Within each unit of work, our aims will be to enable the children to:
- be articulate and confident speakers and good responsive listeners
- develop their ability to reflect on their own and others’ contributions and the language used
- develop understanding and skills to become independent, enthusiastic readers and writers
- use a range of spelling strategies and apply them in their independent work
- develop a fluent, legible handwriting style and take care with the presentation of their work with particular attention to spelling and punctuation
- understand that the skills they have acquired may be relevant across all areas of their learning
Reading
Our aim is to inspire a lifelong love of reading in every one of our pupils by providing a stimulating, high-quality reading curriculum alongside a range of opportunities for children to read for pleasure. Throughout the school, children are exposed to a wide variety of carefully selected texts including fiction, non-fiction and poetry. Reading skills are taught through a mixture of whole class, independent and group reading activities.

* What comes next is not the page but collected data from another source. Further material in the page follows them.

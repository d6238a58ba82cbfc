//! Domain types, ports and services for the remote hydraulic store.
//!
//! Purpose: describe users, projects, scenarios and per-user catalogs, and
//! implement Repository Operations and schema setup purely in terms of the
//! [`ports::SqlExecutor`] port. Nothing in this module knows about HTTP or a
//! particular gateway protocol generation.
//!
//! Public surface:
//! - `HydraulicRepository` — typed CRUD operations.
//! - `SchemaMigrator` — idempotent remote schema setup.
//! - `Statement`, `SqlValue`, `Row`, `FetchMode`, `QueryOutput` — SQL
//!   vocabulary shared with executor adapters.

pub mod catalog;
pub mod ports;
pub mod repository;
pub mod scenario;
pub mod schema;
pub mod sql;
pub mod user;

pub use self::catalog::{FluidCatalog, FluidProperties, MaterialCatalog, NewFluid};
pub use self::repository::HydraulicRepository;
pub use self::scenario::ScenarioKey;
pub use self::schema::{SchemaMigrator, SchemaReport};
pub use self::sql::{FetchMode, QueryOutput, Row, SqlValue, Statement};
pub use self::user::{NewUser, UserRecord, UserValidationError};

Teachers regularly read aloud to children to promote and model the enjoyment of reading and to ensure that pupils of all abilities access high-quality literature and language.
We use many strategies to engage children in Reading and to foster reading for pleasure, for example:
- all older children are a reading buddy to the younger ones
- library sessions for children and parents
- author visits
- visits to the theatre and storytellers
- World Book Day with quizzes, dressing up, story-telling, book cover designing ...
- Reading Volunteers
- termly ‘Holiday Book Club’ in each class where children share the best book they read that term
- EYFS/KS1: ticking off the 100 recommended book list
- KS2: compiling the ultimate 100 recommended book list through debate
- reading challenges
- book fairs ...
Phonics
Synthetic phonics is taught as the main approach to early reading. Daily discrete phonics sessions are taught from Reception through to Year 2 using the “Letters and Sounds” programme. Please click on the links below to access information.

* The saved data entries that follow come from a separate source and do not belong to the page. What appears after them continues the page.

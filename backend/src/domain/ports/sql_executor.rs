//! Driven port for executing one SQL statement against the remote store.
//!
//! Repository Operations and the schema migrator reach the network only
//! through [`SqlExecutor`]. Adapters map every failure into [`StoreError`]
//! before it crosses this boundary, so callers never inspect gateway message
//! text to decide control flow.

use async_trait::async_trait;

use super::define_port_error;
use crate::domain::{FetchMode, QueryOutput, Row, Statement};

/// Structured classification of a gateway-reported statement error.
#[derive(Debug, Clone, Copy, PartialEq, Eq)]
pub enum RemoteErrorKind {
    /// A natural-key uniqueness constraint rejected the write.
    UniqueViolation,
    /// An additive `ALTER TABLE ... ADD COLUMN` found the column present.
    DuplicateColumn,
    /// Any other server-side failure.
    Other,
}

define_port_error! {
    /// Failures surfaced by the remote SQL store.
    pub enum StoreError {
        /// The HTTP round trip failed before a response arrived.
        Transport { message: String } =>
            "gateway transport failed: {message}",
        /// The gateway answered with a non-2xx status.
        GatewayHttp { status: u16, body: String } =>
            "gateway returned HTTP {status}: {body}",
        /// The response body did not match the active protocol generation.
        ProtocolDecode { message: String } =>
            "gateway response decode failed: {message}",
        /// The gateway reported an application-level statement error.
        RemoteExecution { kind: RemoteErrorKind, message: String } =>
            "remote statement failed: {message}",
        /// A schema statement failed while ensuring the remote schema.
        SchemaSetup { statement: String, message: String } =>
            "schema setup failed at `{statement}`: {message}",
        /// A parameter could not be encoded for the wire.
        InvalidArgument { message: String } =>
            "statement argument rejected: {message}",
        /// A scenario payload could not be serialised or deserialised.
        Payload { message: String } =>
            "scenario payload invalid: {message}",
    }
}

impl StoreError {
    /// Return whether the error is a natural-key uniqueness violation.
    pub const fn is_unique_violation(&self) -> bool {
        matches!(
            self,
            Self::RemoteExecution {
                kind: RemoteErrorKind::UniqueViolation,
                ..
            }
        )
    }

    /// Return whether the error reports an already-present column.
    pub const fn is_duplicate_column(&self) -> bool {
        matches!(
            self,
            Self::RemoteExecution {
                kind: RemoteErrorKind::DuplicateColumn,
                ..
            }
        )
    }
}

/// Port executing a single statement per round trip.
#[cfg_attr(test, mockall::automock)]
#[async_trait]
pub trait SqlExecutor: Send + Sync {
    /// Execute `statement` and shape the result according to `fetch`.
    ///
    /// # Examples
    ///
    /// ```rust,ignore
    /// use hydraulic_store::domain::{FetchMode, Statement};
    /// use hydraulic_store::domain::ports::SqlExecutor;
    ///
    /// let output = executor
    ///     .execute(&Statement::new("SELECT 1 AS one"), FetchMode::One)
    ///     .await?;
    /// ```
    async fn execute(
        &self,
        statement: &Statement,
        fetch: FetchMode,
    ) -> Result<QueryOutput, StoreError>;
}

/// Cardinality-specific helpers layered over [`SqlExecutor::execute`].
#[async_trait]
pub trait SqlExecutorExt: SqlExecutor {
    /// Execute a statement that returns no rows.
    async fn run(&self, statement: &Statement) -> Result<(), StoreError> {
        self.execute(statement, FetchMode::None).await.map(|_| ())
    }

    /// Execute a statement expecting at most one row.
    async fn fetch_one(&self, statement: &Statement) -> Result<Option<Row>, StoreError> {
        self.execute(statement, FetchMode::One).await?.into_row()
    }

    /// Execute a statement expecting any number of rows.
    async fn fetch_all(&self, statement: &Statement) -> Result<Vec<Row>, StoreError> {
        self.execute(statement, FetchMode::All).await?.into_rows()
    }
}

impl<T> SqlExecutorExt for T where T: SqlExecutor + ?Sized {}

#[cfg(test)]
mod tests {
    //! Coverage for error discrimination helpers and the extension trait.

    use rstest::rstest;

    use super::*;
    use crate::domain::SqlValue;

    #[rstest]
    #[case::unique(RemoteErrorKind::UniqueViolation, true, false)]
    #[case::duplicate_column(RemoteErrorKind::DuplicateColumn, false, true)]
    #[case::other(RemoteErrorKind::Other, false, false)]
    fn remote_error_kinds_drive_helpers(
        #[case] kind: RemoteErrorKind,
        #[case] unique: bool,
        #[case] duplicate: bool,
    ) {
        let error = StoreError::remote_execution(kind, "boom");
        assert_eq!(error.is_unique_violation(), unique);
        assert_eq!(error.is_duplicate_column(), duplicate);
    }

    #[test]
    fn non_remote_errors_are_never_unique_violations() {
        assert!(!StoreError::transport("refused").is_unique_violation());
        assert!(!StoreError::gateway_http(409_u16, "conflict").is_unique_violation());
    }

    #[tokio::test]
    async fn fetch_one_requests_single_row_cardinality() {
        let mut executor = MockSqlExecutor::new();
        executor
            .expect_execute()
            .withf(|_, fetch| *fetch == FetchMode::One)
            .times(1)
            .return_once(|_, _| {
                Ok(QueryOutput::Row(Some(Row::from_pairs([(
                    "one",
                    SqlValue::Integer(1),
                )]))))
            });

        let row = executor
            .fetch_one(&Statement::new("SELECT 1 AS one"))
            .await
            .expect("query succeeds")
            .expect("row present");
        assert_eq!(row.get("one"), Some(&SqlValue::Integer(1)));
    }
}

“Letters and Sounds” is divided into six phases, with each phase building on the skills and knowledge of previous learning. There are no big leaps in learning. Children have time to practise and rapidly expand their ability to read and spell words. In each phase, they are also taught to read and spell ‘tricky words’ which cannot be phonetically sounded out, and those words are taught through sight recognition.
Children are encouraged at every step to use their phonic knowledge for reading and writing activities and in their independent play. They learn how to recognise individual sounds, pairs and clusters of letters, to understand the sounds they make and then blend them together to create words and to segment them to spell words.
Key Stage 2 builds on the children’s phonics knowledge, in particular linked to spelling of unfamiliar words and how to decipher new and unknown words when reading.
Writing
In all year groups we teach writing through high-quality texts – from picture books to classic literature, teacher modelling to drama techniques - and immersive real-life experiences, often linked to other curriculum areas. Over their time at Ramsgate Holy Trinity, children will learn to write for a range of purposes and different audiences, choosing vocabulary and grammatical structures to suit the task. The teaching of spelling, punctuation and grammar is mainly embedded into the writing process to support the creation of high-quality output. Like Reading and the development of vocabulary, the teaching of Writing extends into all other subjects – and children are encouraged daily to practise and improve their skills to become fluent and accomplished writers who enjoy and story-telling and take pride in their day-to-day explanatory and factual writing.